Segment Start: Excerpted records

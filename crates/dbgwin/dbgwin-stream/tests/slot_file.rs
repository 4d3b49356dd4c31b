//! Decodes debug-stream slots through the real slot sources.
//!
//! The producer side is emulated with [`SlotBuilder`]; after every batch of
//! records the slot image is copied into a memory-mapped file, the way the
//! kernel driver refreshes its debugfs node. The reader only ever sees the
//! file.

use dbgwin_mmap::{
    DEBUG_STREAM_SLOT_TYPE, FileSlot, MmapFileMut, SlotSelector, SlotSource, WindowSlot,
};
use dbgwin_records::{CpuInfo, Record, RecordKind, ThreadInfo};
use dbgwin_stream::producer::SlotBuilder;
use dbgwin_stream::{SLOT_SIZE, StreamDecoder};
use std::path::PathBuf;

fn temp_path(tag: &str) -> PathBuf {
    std::env::temp_dir().join(format!("dbgwin_stream_{tag}_{}", std::process::id()))
}

fn cpu(load: u8, names: &[&str]) -> CpuInfo {
    CpuInfo {
        load,
        threads: names
            .iter()
            .map(|name| ThreadInfo {
                name: name.to_string(),
                stack_usage: 10,
                cpu_load: 20,
            })
            .collect(),
    }
}

struct Published {
    map: MmapFileMut,
    offset: usize,
}

impl Published {
    fn publish(&mut self, slot: &SlotBuilder) {
        let dst = &mut self.map.as_mut_slice()[self.offset..self.offset + SLOT_SIZE];
        dst.copy_from_slice(slot.as_bytes());
        self.map.flush().unwrap();
    }
}

fn drain(source: &mut impl SlotSource, dec: &mut StreamDecoder, out: &mut Vec<(u32, Record)>) {
    let mut buf = vec![0u8; SLOT_SIZE];
    source.read_slot(&mut buf).unwrap();
    dec.poll(&buf, out);
    assert!(dec.check_slot(&buf));
}

#[test]
fn decodes_through_debugfs_style_file() {
    let path = temp_path("file");
    let mut file = Published {
        map: MmapFileMut::create_rw(&path, SLOT_SIZE as u64).unwrap(),
        offset: 0,
    };

    // Nothing written yet: the reader must see a not-ready slot.
    let mut source = FileSlot::open(&path).unwrap();
    let mut buf = vec![0u8; SLOT_SIZE];
    source.read_slot(&mut buf).unwrap();
    let mut dec = StreamDecoder::default();
    assert!(dec.get_descriptors(&buf).unwrap_err().is_not_ready());

    let mut slot = SlotBuilder::new(&[256, 256]);
    slot.ring(0).push(1, &cpu(40, &["idle", "ll"]).to_payload());
    slot.ring(1).push(1, &cpu(90, &["dp"]).to_payload());
    file.publish(&slot);

    source.read_slot(&mut buf).unwrap();
    assert_eq!(dec.get_descriptors(&buf), Ok(2));
    let mut out = Vec::new();
    assert_eq!(dec.catch_up_all(&buf, &mut out), 2);

    for round in 0..5u8 {
        slot.ring(0).push(1, &cpu(round, &["idle"]).to_payload());
        slot.ring(0).push_sized(7, 6);
    }
    file.publish(&slot);
    drain(&mut source, &mut dec, &mut out);

    let core0: Vec<u32> = out
        .iter()
        .filter(|(core, _)| *core == 0)
        .map(|(_, r)| r.seqno())
        .collect();
    assert_eq!(core0, (0..11).collect::<Vec<_>>());

    let loads: Vec<u8> = out
        .iter()
        .filter(|(_, r)| r.header().kind() == RecordKind::ThreadInfo)
        .filter_map(|(_, r)| CpuInfo::parse(r.payload()).ok())
        .map(|info| info.load)
        .collect();
    assert_eq!(loads, vec![40, 90, 0, 1, 2, 3, 4]);

    let _ = std::fs::remove_file(&path);
}

#[test]
fn decodes_through_debug_window() {
    let path = temp_path("window");
    let window_len = SLOT_SIZE * 16;
    let mut map = MmapFileMut::create_rw(&path, window_len as u64).unwrap();
    // Slot 2 carries the debug stream.
    let desc = 2 * 12;
    map.as_mut_slice()[desc + 4..desc + 8].copy_from_slice(&DEBUG_STREAM_SLOT_TYPE.to_le_bytes());
    let mut window = Published {
        map,
        offset: 3 * SLOT_SIZE,
    };

    let mut slot = SlotBuilder::new(&[128]);
    for _ in 0..3 {
        slot.ring(0).push_sized(1, 5);
    }
    window.publish(&slot);

    let mut source =
        WindowSlot::open(&path, 0, SlotSelector::Type(DEBUG_STREAM_SLOT_TYPE)).unwrap();
    let mut buf = vec![0u8; SLOT_SIZE];
    source.read_slot(&mut buf).unwrap();

    let mut dec = StreamDecoder::default();
    assert_eq!(dec.get_descriptors(&buf), Ok(1));
    let mut out = Vec::new();
    assert_eq!(dec.catch_up_all(&buf, &mut out), 3);

    // Wrap the ring several times between snapshots without lapping the
    // reader by more than one ring's worth.
    for _ in 0..4 {
        for _ in 0..10 {
            slot.ring(0).push_sized(1, 9);
        }
        window.publish(&slot);
        drain(&mut source, &mut dec, &mut out);
    }

    let seqnos: Vec<u32> = out.iter().map(|(_, r)| r.seqno()).collect();
    assert_eq!(seqnos, (0..43).collect::<Vec<_>>());

    let _ = std::fs::remove_file(&path);
}
//! Direct access to the debug window.
//!
//! ```text
//! window_offset
//! │
//! ├─ page 0: slot descriptors { resource_id, type, vma } x WINDOW_MAX_SLOTS
//! ├─ page 1: slot 0
//! ├─ page 2: slot 1
//! │  ...
//! └─ page WINDOW_MAX_SLOTS: slot WINDOW_MAX_SLOTS - 1
//! ```
//!
//! The firmware keeps writing while we copy, so every access is a volatile
//! aligned word load and the copy is validated by the decoders afterwards.

use crate::MmapFile;
use crate::slot::{SlotSource, SourceError};
use std::path::Path;
use tracing::{debug, info};

pub const DEBUG_STREAM_SLOT_TYPE: u32 = 0x5352_3134;
pub const TELEMETRY_SLOT_TYPE: u32 = 0x4C45_5500;

pub const WINDOW_MAX_SLOTS: u32 = 15;
const WINDOW_PAGE_SIZE: usize = 4096;
const SLOT_DESCRIPTOR_SIZE: usize = 12;
const SLOT_DESCRIPTOR_TYPE: usize = 4;

#[derive(Debug, Clone, Copy, PartialEq, Eq)]
pub enum SlotSelector {
    Index(u32),
    /// First slot whose descriptor carries this type; looked up on every read.
    Type(u32),
}

pub struct WindowSlot {
    map: MmapFile,
    base: usize,
    selector: SlotSelector,
}

impl WindowSlot {
    pub fn open<P: AsRef<Path>>(
        path: P,
        window_offset: u64,
        selector: SlotSelector,
    ) -> Result<Self, SourceError> {
        let path = path.as_ref();
        if window_offset % 4 != 0 {
            return Err(SourceError::Misaligned {
                offset: window_offset,
            });
        }
        if let SlotSelector::Index(index) = selector
            && index >= WINDOW_MAX_SLOTS
        {
            return Err(SourceError::SlotIndexOutOfRange { index });
        }

        let map = MmapFile::open_ro(path).map_err(|e| SourceError::io(path, e))?;
        let base = usize::try_from(window_offset).unwrap_or(usize::MAX);
        let needed = base.saturating_add(WINDOW_PAGE_SIZE);
        if map.len() < needed {
            return Err(SourceError::WindowTooSmall {
                len: map.len(),
                needed,
            });
        }
        info!(path = %path.display(), offset = window_offset, ?selector, "debug window mapped");
        Ok(Self {
            map,
            base,
            selector,
        })
    }

    /// Byte offset of the selected slot relative to the window start.
    pub fn slot_offset(&self) -> Result<usize, SourceError> {
        let index = match self.selector {
            SlotSelector::Index(index) => index,
            SlotSelector::Type(slot_type) => self
                .find_slot(slot_type)
                .ok_or(SourceError::SlotTypeNotFound { slot_type })?,
        };
        Ok((index as usize + 1) * WINDOW_PAGE_SIZE)
    }

    fn find_slot(&self, slot_type: u32) -> Option<u32> {
        let found = (0..WINDOW_MAX_SLOTS).find(|&i| {
            let at = self.base + i as usize * SLOT_DESCRIPTOR_SIZE + SLOT_DESCRIPTOR_TYPE;
            self.load_word(at) == slot_type
        });
        if let Some(index) = found {
            debug!(slot_type, index, "debug window slot found by type");
        }
        found
    }

    /// Caller keeps `at + 4 <= map.len()` and `at` word aligned.
    #[inline]
    fn load_word(&self, at: usize) -> u32 {
        debug_assert!(at % 4 == 0 && at + 4 <= self.map.len());
        // SAFETY: in bounds per the caller contract; the mapping base is page
        // aligned and `at` is a multiple of 4, so the load is aligned. The
        // bytes are shared with the device, hence the volatile read.
        unsafe { self.map.as_ptr().add(at).cast::<u32>().read_volatile() }
    }
}

impl SlotSource for WindowSlot {
    fn read_slot(&mut self, buf: &mut [u8]) -> Result<(), SourceError> {
        let start = self.base + self.slot_offset()?;
        let needed = start + buf.len().next_multiple_of(4);
        if self.map.len() < needed {
            return Err(SourceError::WindowTooSmall {
                len: self.map.len(),
                needed,
            });
        }

        for (i, chunk) in buf.chunks_mut(4).enumerate() {
            let word = self.load_word(start + i * 4).to_ne_bytes();
            chunk.copy_from_slice(&word[..chunk.len()]);
        }
        Ok(())
    }
}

Segment End: Excerpted records

Work to complete — Display every line of the listing that contains the string "ThreadInfo".

Reply to the exercise —
use dbgwin_records::{CpuInfo, Record, RecordKind, ThreadInfo};
            .map(|name| ThreadInfo {
        .filter(|(_, r)| r.header().kind() == RecordKind::ThreadInfo)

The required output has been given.